#### [Work instructions]
Nothing in the entries may be dropped: restate them word for word.

[Start of Attachment]

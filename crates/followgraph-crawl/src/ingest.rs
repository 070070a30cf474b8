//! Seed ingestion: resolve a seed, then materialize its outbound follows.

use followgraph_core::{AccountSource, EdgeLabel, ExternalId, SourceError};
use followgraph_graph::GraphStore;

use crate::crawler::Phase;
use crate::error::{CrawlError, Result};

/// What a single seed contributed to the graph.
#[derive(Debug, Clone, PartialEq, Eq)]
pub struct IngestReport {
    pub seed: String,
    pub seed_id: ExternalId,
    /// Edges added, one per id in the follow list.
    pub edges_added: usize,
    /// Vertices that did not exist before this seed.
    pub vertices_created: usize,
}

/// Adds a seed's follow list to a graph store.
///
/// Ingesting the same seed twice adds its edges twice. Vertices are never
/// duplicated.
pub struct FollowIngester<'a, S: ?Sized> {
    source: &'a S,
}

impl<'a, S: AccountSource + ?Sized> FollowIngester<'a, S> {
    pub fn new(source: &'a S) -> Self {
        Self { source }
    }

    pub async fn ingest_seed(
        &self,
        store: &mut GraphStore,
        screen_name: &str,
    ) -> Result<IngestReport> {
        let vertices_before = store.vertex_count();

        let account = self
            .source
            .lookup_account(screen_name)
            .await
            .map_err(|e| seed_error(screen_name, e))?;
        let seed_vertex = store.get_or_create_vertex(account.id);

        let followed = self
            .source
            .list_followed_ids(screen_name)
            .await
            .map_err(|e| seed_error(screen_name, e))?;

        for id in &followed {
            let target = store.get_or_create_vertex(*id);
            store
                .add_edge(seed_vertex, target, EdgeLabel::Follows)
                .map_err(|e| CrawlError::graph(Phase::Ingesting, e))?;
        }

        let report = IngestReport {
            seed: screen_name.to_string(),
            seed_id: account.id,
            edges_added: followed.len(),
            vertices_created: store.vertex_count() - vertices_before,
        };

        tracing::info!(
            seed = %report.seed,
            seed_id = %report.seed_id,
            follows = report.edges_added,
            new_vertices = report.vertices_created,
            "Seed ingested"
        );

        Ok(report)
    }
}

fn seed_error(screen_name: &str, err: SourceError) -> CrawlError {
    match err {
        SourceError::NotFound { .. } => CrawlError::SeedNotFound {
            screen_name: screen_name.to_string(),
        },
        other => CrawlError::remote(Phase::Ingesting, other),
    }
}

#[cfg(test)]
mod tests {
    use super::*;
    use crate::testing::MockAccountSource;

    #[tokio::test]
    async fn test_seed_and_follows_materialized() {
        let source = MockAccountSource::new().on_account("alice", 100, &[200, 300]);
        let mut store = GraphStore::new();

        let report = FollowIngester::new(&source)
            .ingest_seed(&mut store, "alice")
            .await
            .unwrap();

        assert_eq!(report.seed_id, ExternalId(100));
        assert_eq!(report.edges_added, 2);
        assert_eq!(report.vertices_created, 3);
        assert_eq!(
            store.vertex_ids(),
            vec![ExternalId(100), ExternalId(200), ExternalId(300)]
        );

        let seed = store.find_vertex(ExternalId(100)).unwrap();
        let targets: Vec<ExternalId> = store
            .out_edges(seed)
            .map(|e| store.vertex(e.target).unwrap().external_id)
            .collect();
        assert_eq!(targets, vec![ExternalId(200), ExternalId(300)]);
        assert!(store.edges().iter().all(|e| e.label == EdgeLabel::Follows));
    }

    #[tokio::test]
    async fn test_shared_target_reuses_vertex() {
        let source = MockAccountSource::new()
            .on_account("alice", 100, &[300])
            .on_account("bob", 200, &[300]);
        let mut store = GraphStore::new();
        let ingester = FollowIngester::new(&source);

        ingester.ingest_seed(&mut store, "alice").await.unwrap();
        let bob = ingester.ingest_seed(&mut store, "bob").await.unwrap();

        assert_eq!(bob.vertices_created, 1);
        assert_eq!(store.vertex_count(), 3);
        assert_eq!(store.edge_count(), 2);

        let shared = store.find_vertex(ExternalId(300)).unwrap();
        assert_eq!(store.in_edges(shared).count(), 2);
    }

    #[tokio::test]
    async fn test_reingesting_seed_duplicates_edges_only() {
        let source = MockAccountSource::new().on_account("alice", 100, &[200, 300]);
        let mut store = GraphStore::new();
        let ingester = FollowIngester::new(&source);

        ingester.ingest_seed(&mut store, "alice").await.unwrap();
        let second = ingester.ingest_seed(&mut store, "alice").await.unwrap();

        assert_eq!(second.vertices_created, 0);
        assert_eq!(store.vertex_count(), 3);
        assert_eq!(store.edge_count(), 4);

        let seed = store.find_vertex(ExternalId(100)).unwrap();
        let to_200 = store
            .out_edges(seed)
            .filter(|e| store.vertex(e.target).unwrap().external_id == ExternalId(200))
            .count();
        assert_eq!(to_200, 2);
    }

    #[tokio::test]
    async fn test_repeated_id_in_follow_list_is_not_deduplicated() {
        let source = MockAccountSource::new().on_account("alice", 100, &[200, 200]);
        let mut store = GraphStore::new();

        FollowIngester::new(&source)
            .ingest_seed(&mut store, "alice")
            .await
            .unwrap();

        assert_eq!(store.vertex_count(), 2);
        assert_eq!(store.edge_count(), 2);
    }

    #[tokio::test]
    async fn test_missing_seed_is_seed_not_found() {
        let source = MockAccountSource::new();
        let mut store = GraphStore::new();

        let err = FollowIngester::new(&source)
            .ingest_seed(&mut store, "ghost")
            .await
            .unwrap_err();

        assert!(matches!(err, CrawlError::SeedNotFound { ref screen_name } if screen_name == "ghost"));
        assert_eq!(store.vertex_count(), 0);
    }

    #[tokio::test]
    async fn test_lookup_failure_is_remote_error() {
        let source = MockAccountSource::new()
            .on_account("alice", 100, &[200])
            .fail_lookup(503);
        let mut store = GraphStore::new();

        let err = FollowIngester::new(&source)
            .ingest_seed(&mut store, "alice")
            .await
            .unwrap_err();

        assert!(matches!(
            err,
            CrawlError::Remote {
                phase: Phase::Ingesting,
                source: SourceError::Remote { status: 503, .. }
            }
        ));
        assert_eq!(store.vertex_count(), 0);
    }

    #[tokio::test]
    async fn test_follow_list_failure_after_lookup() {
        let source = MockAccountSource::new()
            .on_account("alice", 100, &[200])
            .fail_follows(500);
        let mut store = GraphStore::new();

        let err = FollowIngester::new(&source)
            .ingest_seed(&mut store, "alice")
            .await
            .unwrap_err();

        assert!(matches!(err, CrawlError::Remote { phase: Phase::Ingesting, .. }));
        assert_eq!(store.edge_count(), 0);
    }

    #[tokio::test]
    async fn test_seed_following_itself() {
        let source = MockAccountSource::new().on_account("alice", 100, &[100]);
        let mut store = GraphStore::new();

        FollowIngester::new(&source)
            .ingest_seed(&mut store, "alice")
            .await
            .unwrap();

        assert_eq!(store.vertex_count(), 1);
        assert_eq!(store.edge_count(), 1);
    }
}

[End of Attachment]

#### [Completed exercise]
filename crates/followgraph-crawl/src/ingest.rs
repository 070070a30cf474b8
//! Seed ingestion: resolve a seed, then materialize its outbound follows.

use followgraph_core::{AccountSource, EdgeLabel, ExternalId, SourceError};
use followgraph_graph::GraphStore;

use crate::crawler::Phase;
use crate::error::{CrawlError, Result};

/// What a single seed contributed to the graph.
#[derive(Debug, Clone, PartialEq, Eq)]
pub struct IngestReport {
    pub seed: String,
    pub seed_id: ExternalId,
    /// Edges added, one per id in the follow list.
    pub edges_added: usize,
    /// Vertices that did not exist before this seed.
    pub vertices_created: usize,
}

/// Adds a seed's follow list to a graph store.
///
/// Ingesting the same seed twice adds its edges twice. Vertices are never
/// duplicated.
pub struct FollowIngester<'a, S: ?Sized> {
    source: &'a S,
}

impl<'a, S: AccountSource + ?Sized> FollowIngester<'a, S> {
    pub fn new(source: &'a S) -> Self {
        Self { source }
    }

    pub async fn ingest_seed(
        &self,
        store: &mut GraphStore,
        screen_name: &str,
    ) -> Result<IngestReport> {
        let vertices_before = store.vertex_count();

        let account = self
            .source
            .lookup_account(screen_name)
            .await
            .map_err(|e| seed_error(screen_name, e))?;
        let seed_vertex = store.get_or_create_vertex(account.id);

        let followed = self
            .source
            .list_followed_ids(screen_name)
            .await
            .map_err(|e| seed_error(screen_name, e))?;

        for id in &followed {
            let target = store.get_or_create_vertex(*id);
            store
                .add_edge(seed_vertex, target, EdgeLabel::Follows)
                .map_err(|e| CrawlError::graph(Phase::Ingesting, e))?;
        }

        let report = IngestReport {
            seed: screen_name.to_string(),
            seed_id: account.id,
            edges_added: followed.len(),
            vertices_created: store.vertex_count() - vertices_before,
        };

        tracing::info!(
            seed = %report.seed,
            seed_id = %report.seed_id,
            follows = report.edges_added,
            new_vertices = report.vertices_created,
            "Seed ingested"
        );

        Ok(report)
    }
}

fn seed_error(screen_name: &str, err: SourceError) -> CrawlError {
    match err {
        SourceError::NotFound { .. } => CrawlError::SeedNotFound {
            screen_name: screen_name.to_string(),
        },
        other => CrawlError::remote(Phase::Ingesting, other),
    }
}

#[cfg(test)]
mod tests {
    use super::*;
    use crate::testing::MockAccountSource;

    #[tokio::test]
    async fn test_seed_and_follows_materialized() {
        let source = MockAccountSource::new().on_account("alice", 100, &[200, 300]);
        let mut store = GraphStore::new();

        let report = FollowIngester::new(&source)
            .ingest_seed(&mut store, "alice")
            .await
            .unwrap();

        assert_eq!(report.seed_id, ExternalId(100));
        assert_eq!(report.edges_added, 2);
        assert_eq!(report.vertices_created, 3);
        assert_eq!(
            store.vertex_ids(),
            vec![ExternalId(100), ExternalId(200), ExternalId(300)]
        );

        let seed = store.find_vertex(ExternalId(100)).unwrap();
        let targets: Vec<ExternalId> = store
            .out_edges(seed)
            .map(|e| store.vertex(e.target).unwrap().external_id)
            .collect();
        assert_eq!(targets, vec![ExternalId(200), ExternalId(300)]);
        assert!(store.edges().iter().all(|e| e.label == EdgeLabel::Follows));
    }

    #[tokio::test]
    async fn test_shared_target_reuses_vertex() {
        let source = MockAccountSource::new()
            .on_account("alice", 100, &[300])
            .on_account("bob", 200, &[300]);
        let mut store = GraphStore::new();
        let ingester = FollowIngester::new(&source);

        ingester.ingest_seed(&mut store, "alice").await.unwrap();
        let bob = ingester.ingest_seed(&mut store, "bob").await.unwrap();

        assert_eq!(bob.vertices_created, 1);
        assert_eq!(store.vertex_count(), 3);
        assert_eq!(store.edge_count(), 2);

        let shared = store.find_vertex(ExternalId(300)).unwrap();
        assert_eq!(store.in_edges(shared).count(), 2);
    }

    #[tokio::test]
    async fn test_reingesting_seed_duplicates_edges_only() {
        let source = MockAccountSource::new().on_account("alice", 100, &[200, 300]);
        let mut store = GraphStore::new();
        let ingester = FollowIngester::new(&source);

        ingester.ingest_seed(&mut store, "alice").await.unwrap();
        let second = ingester.ingest_seed(&mut store, "alice").await.unwrap();

        assert_eq!(second.vertices_created, 0);
        assert_eq!(store.vertex_count(), 3);
        assert_eq!(store.edge_count(), 4);

        let seed = store.find_vertex(ExternalId(100)).unwrap();
        let to_200 = store
            .out_edges(seed)
            .filter(|e| store.vertex(e.target).unwrap().external_id == ExternalId(200))
            .count();
        assert_eq!(to_200, 2);
    }

    #[tokio::test]
    async fn test_repeated_id_in_follow_list_is_not_deduplicated() {
        let source = MockAccountSource::new().on_account("alice", 100, &[200, 200]);
        let mut store = GraphStore::new();

        FollowIngester::new(&source)
            .ingest_seed(&mut store, "alice")
            .await
            .unwrap();

        assert_eq!(store.vertex_count(), 2);
        assert_eq!(store.edge_count(), 2);
    }

    #[tokio::test]
    async fn test_missing_seed_is_seed_not_found() {
        let source = MockAccountSource::new();
        let mut store = GraphStore::new();

        let err = FollowIngester::new(&source)
            .ingest_seed(&mut store, "ghost")
            .await
            .unwrap_err();

        assert!(matches!(err, CrawlError::SeedNotFound { ref screen_name } if screen_name == "ghost"));
        assert_eq!(store.vertex_count(), 0);
    }

    #[tokio::test]
    async fn test_lookup_failure_is_remote_error() {
        let source = MockAccountSource::new()
            .on_account("alice", 100, &[200])
            .fail_lookup(503);
        let mut store = GraphStore::new();

        let err = FollowIngester::new(&source)
            .ingest_seed(&mut store, "alice")
            .await
            .unwrap_err();

        assert!(matches!(
            err,
            CrawlError::Remote {
                phase: Phase::Ingesting,
                source: SourceError::Remote { status: 503, .. }
            }
        ));
        assert_eq!(store.vertex_count(), 0);
    }

    #[tokio::test]
    async fn test_follow_list_failure_after_lookup() {
        let source = MockAccountSource::new()
            .on_account("alice", 100, &[200])
            .fail_follows(500);
        let mut store = GraphStore::new();

        let err = FollowIngester::new(&source)
            .ingest_seed(&mut store, "alice")
            .await
            .unwrap_err();

        assert!(matches!(err, CrawlError::Remote { phase: Phase::Ingesting, .. }));
        assert_eq!(store.edge_count(), 0);
    }

    #[tokio::test]
    async fn test_seed_following_itself() {
        let source = MockAccountSource::new().on_account("alice", 100, &[100]);
        let mut store = GraphStore::new();

        FollowIngester::new(&source)
            .ingest_seed(&mut store, "alice")
            .await
            .unwrap();

        assert_eq!(store.vertex_count(), 1);
        assert_eq!(store.edge_count(), 1);
    }
}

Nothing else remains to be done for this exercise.